It is what makes me tick, keeps me sane, or what passes for sane in this mad, mad, mad, mad world anyway.

Sometimes it surprises me when I look back and realize that I have been running for the better part of 9 years.  I started running back in… oh when was it… May 2002?  Something like that.  It was a way for me, then freshly sober after being drunk for 15 years, to kill time and use energy I didn’t know what to do with.  Initially I hid it.  First few times I did it, I wore street clothes.  Denim shorts, regular shirt, no real running gear.

I wasn’t after all a runner yet, and I wasn’t really sure what I was doing at that point.

I would run/walk it at the very beginning.  Run when no one was looking, and walk when traffic went by, or If I thought I saw someone I knew.  I would walk to nearby snug harbor and run in their.  I knew I wouldn’t run into many people there.  I would run for a few minutes, stop and hack up a lung then restart and go a few more minutes.

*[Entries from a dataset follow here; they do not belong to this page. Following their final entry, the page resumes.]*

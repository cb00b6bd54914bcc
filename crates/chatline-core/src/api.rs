//! REST client
//!
//! Thin wrapper over the chat server's HTTP endpoints: conversation lists,
//! message history, conversation metadata, mark-as-read, the user
//! directory, and account login/registration.
//! Responses are normalized into the shared models here, the same shapes
//! the live channel produces.

use reqwest::{Client, Method, RequestBuilder};
use serde::de::DeserializeOwned;
use serde::{Deserialize, Serialize};
use tracing::debug;

use crate::config::Config;
use crate::error::{ApiError, ApiResult};
use crate::models::{parse_timestamp, Conversation, ConversationId, MessageRecord, User, UserId};

/// Successful login response
#[derive(Debug, Clone, Deserialize)]
pub struct LoginResponse {
    pub token: String,
    #[serde(default)]
    pub user: Option<User>,
    #[serde(default)]
    pub message: Option<String>,
}

#[derive(Serialize)]
struct LoginRequest<'a> {
    email: &'a str,
    password: &'a str,
}

/// New account details
#[derive(Debug, Clone, Serialize)]
pub struct Registration {
    pub email: String,
    pub password: String,
    pub first_name: String,
    pub last_name: String,
}

/// One page of the user directory
#[derive(Debug, Clone, PartialEq, Eq)]
pub struct UserPage {
    pub users: Vec<User>,
    /// Directory size, when the server reports it
    pub total: Option<u64>,
    pub has_more: bool,
}

/// `/users/` is paginated on current servers and a bare array on older ones
#[derive(Debug, Deserialize)]
#[serde(untagged)]
enum UserListRecord {
    Page {
        results: Vec<User>,
        #[serde(default)]
        count: Option<u64>,
        #[serde(default)]
        next: Option<String>,
    },
    Plain(Vec<User>),
}

impl From<UserListRecord> for UserPage {
    fn from(record: UserListRecord) -> Self {
        match record {
            UserListRecord::Page {
                results,
                count,
                next,
            } => UserPage {
                users: results,
                total: count,
                has_more: next.is_some(),
            },
            UserListRecord::Plain(users) => UserPage {
                total: Some(users.len() as u64),
                users,
                has_more: false,
            },
        }
    }
}

/// The one-to-one conversation with another user
#[derive(Debug, Clone, Copy, PartialEq, Eq, Deserialize)]
pub struct DirectConversation {
    #[serde(alias = "id")]
    pub conversation_id: ConversationId,
    /// `true` when the server created it for this request
    #[serde(default)]
    pub created: bool,
}

/// Conversation as returned by either `/chats/` or `/conversations/{id}/`
#[derive(Debug, Deserialize)]
struct ConversationRecord {
    #[serde(alias = "conversation_id")]
    id: ConversationId,
    #[serde(default, alias = "user")]
    other_user: Option<User>,
    #[serde(default)]
    last_message: Option<LastMessage>,
    #[serde(default)]
    last_message_time: Option<String>,
    #[serde(default)]
    unread_count: Option<u32>,
}

/// `last_message` is a bare string in list views and an object in detail views
#[derive(Debug, Deserialize)]
#[serde(untagged)]
enum LastMessage {
    Text(String),
    Detail {
        text: String,
        #[serde(default)]
        timestamp: Option<String>,
    },
}

impl From<ConversationRecord> for Conversation {
    fn from(record: ConversationRecord) -> Self {
        let (last_message, detail_time) = match record.last_message {
            Some(LastMessage::Text(text)) => (Some(text), None),
            Some(LastMessage::Detail { text, timestamp }) => (Some(text), timestamp),
            None => (None, None),
        };

        let last_message_time = record
            .last_message_time
            .or(detail_time)
            .as_deref()
            .and_then(parse_timestamp);

        Conversation {
            id: record.id,
            other_user: record.other_user,
            last_message: last_message.filter(|m| !m.is_empty()),
            last_message_time,
            unread_count: record.unread_count.unwrap_or(0),
        }
    }
}

/// REST client bound to one session token
#[derive(Debug, Clone)]
pub struct ApiClient {
    http: Client,
    base_url: String,
    token: Option<String>,
}

impl ApiClient {
    /// Create a client for the configured API
    pub fn new(config: &Config, token: Option<String>) -> ApiResult<Self> {
        let http = Client::builder()
            .timeout(config.request_timeout())
            .user_agent(concat!("chatline/", env!("CARGO_PKG_VERSION")))
            .build()?;

        Ok(Self {
            http,
            base_url: config.api_url.trim_end_matches('/').to_string(),
            token,
        })
    }

    /// Whether authorized endpoints can be called at all
    pub fn has_token(&self) -> bool {
        self.token.is_some()
    }

    fn url(&self, path: &str) -> String {
        format!("{}{}", self.base_url, path)
    }

    fn authorized(&self, method: Method, path: &str) -> ApiResult<RequestBuilder> {
        let token = self.token.as_deref().ok_or(ApiError::MissingToken)?;
        Ok(self.http.request(method, self.url(path)).bearer_auth(token))
    }

    async fn send_json<T: DeserializeOwned>(
        &self,
        request: RequestBuilder,
        url: String,
    ) -> ApiResult<T> {
        debug!("Requesting {}", url);

        let response = request.send().await?;
        let status = response.status();
        if !status.is_success() {
            return Err(ApiError::Status {
                url,
                status: status.as_u16(),
            });
        }

        let body = response.text().await?;
        serde_json::from_str(&body).map_err(|e| ApiError::Decode {
            url,
            details: e.to_string(),
        })
    }

    async fn get_json<T: DeserializeOwned>(&self, path: &str) -> ApiResult<T> {
        let request = self.authorized(Method::GET, path)?;
        self.send_json(request, self.url(path)).await
    }

    /// `GET /chats/`: conversation summaries for the sidebar
    pub async fn fetch_conversations(&self) -> ApiResult<Vec<Conversation>> {
        let records: Vec<ConversationRecord> = self.get_json("/chats/").await?;
        Ok(records.into_iter().map(Conversation::from).collect())
    }

    /// `GET /conversations/{id}/`: metadata including the other participant
    pub async fn fetch_conversation(&self, id: ConversationId) -> ApiResult<Conversation> {
        let record: ConversationRecord = self.get_json(&format!("/conversations/{}/", id)).await?;
        Ok(record.into())
    }

    /// `GET /conversations/{id}/messages/`: message history, oldest first
    pub async fn fetch_messages(&self, id: ConversationId) -> ApiResult<Vec<MessageRecord>> {
        self.get_json(&format!("/conversations/{}/messages/", id))
            .await
    }

    /// `POST /conversations/{id}/read/`: mark the conversation read server-side
    pub async fn mark_read(&self, id: ConversationId) -> ApiResult<()> {
        let path = format!("/conversations/{}/read/", id);
        let request = self.authorized(Method::POST, &path)?;
        let url = self.url(&path);
        debug!("Requesting {}", url);

        let response = request.send().await?;
        let status = response.status();
        if !status.is_success() {
            return Err(ApiError::Status {
                url,
                status: status.as_u16(),
            });
        }
        Ok(())
    }

    /// `GET /user/`: the signed-in user
    pub async fn current_user(&self) -> ApiResult<User> {
        self.get_json("/user/").await
    }

    /// `GET /users/?page={page}`: everyone except the signed-in user
    pub async fn fetch_users(&self, page: u32) -> ApiResult<UserPage> {
        let record: UserListRecord = self.get_json(&format!("/users/?page={}", page)).await?;
        Ok(record.into())
    }

    /// `GET /users/search/?q=`: match on email or name, at most ten results
    pub async fn search_users(&self, query: &str) -> ApiResult<Vec<User>> {
        let query = query.trim();
        // The server answers a blank query with an empty list
        if query.is_empty() {
            return Ok(Vec::new());
        }

        let path = "/users/search/";
        let request = self.authorized(Method::GET, path)?.query(&[("q", query)]);
        self.send_json(request, self.url(path)).await
    }

    /// `GET /conversations/{user_id}/`: find or create the direct conversation
    /// with another user
    pub async fn open_conversation_with(&self, user_id: UserId) -> ApiResult<DirectConversation> {
        self.get_json(&format!("/conversations/{}/", user_id)).await
    }

    /// `POST /register/`: create an account; no token is needed
    pub async fn register(&self, registration: &Registration) -> ApiResult<User> {
        let url = self.url("/register/");
        let request = self.http.post(&url).json(registration);
        self.send_json(request, url).await
    }

    /// Login lives at the server root rather than under the API prefix
    fn login_url(&self) -> String {
        let root = self.base_url.strip_suffix("/api").unwrap_or(&self.base_url);
        format!("{}/login/", root)
    }

    /// `POST /login/`: exchange credentials for a token
    pub async fn login(&self, email: &str, password: &str) -> ApiResult<LoginResponse> {
        let url = self.login_url();
        let request = self.http.post(&url).json(&LoginRequest { email, password });
        self.send_json(request, url).await
    }
}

I was still smoking occasionally at that point, hence the hacking.  It was the running that got me to quit.  I wanted to get in better shape, wanted to use the energy hat I had, and did.  I tried lighting up right after a run a few times.  The last time I did it, I almost vomited all over my room.  At that moment, I crushed the pack of smokes, and said never again.  I did go back and do it once or twice after that, but that essentially ended that.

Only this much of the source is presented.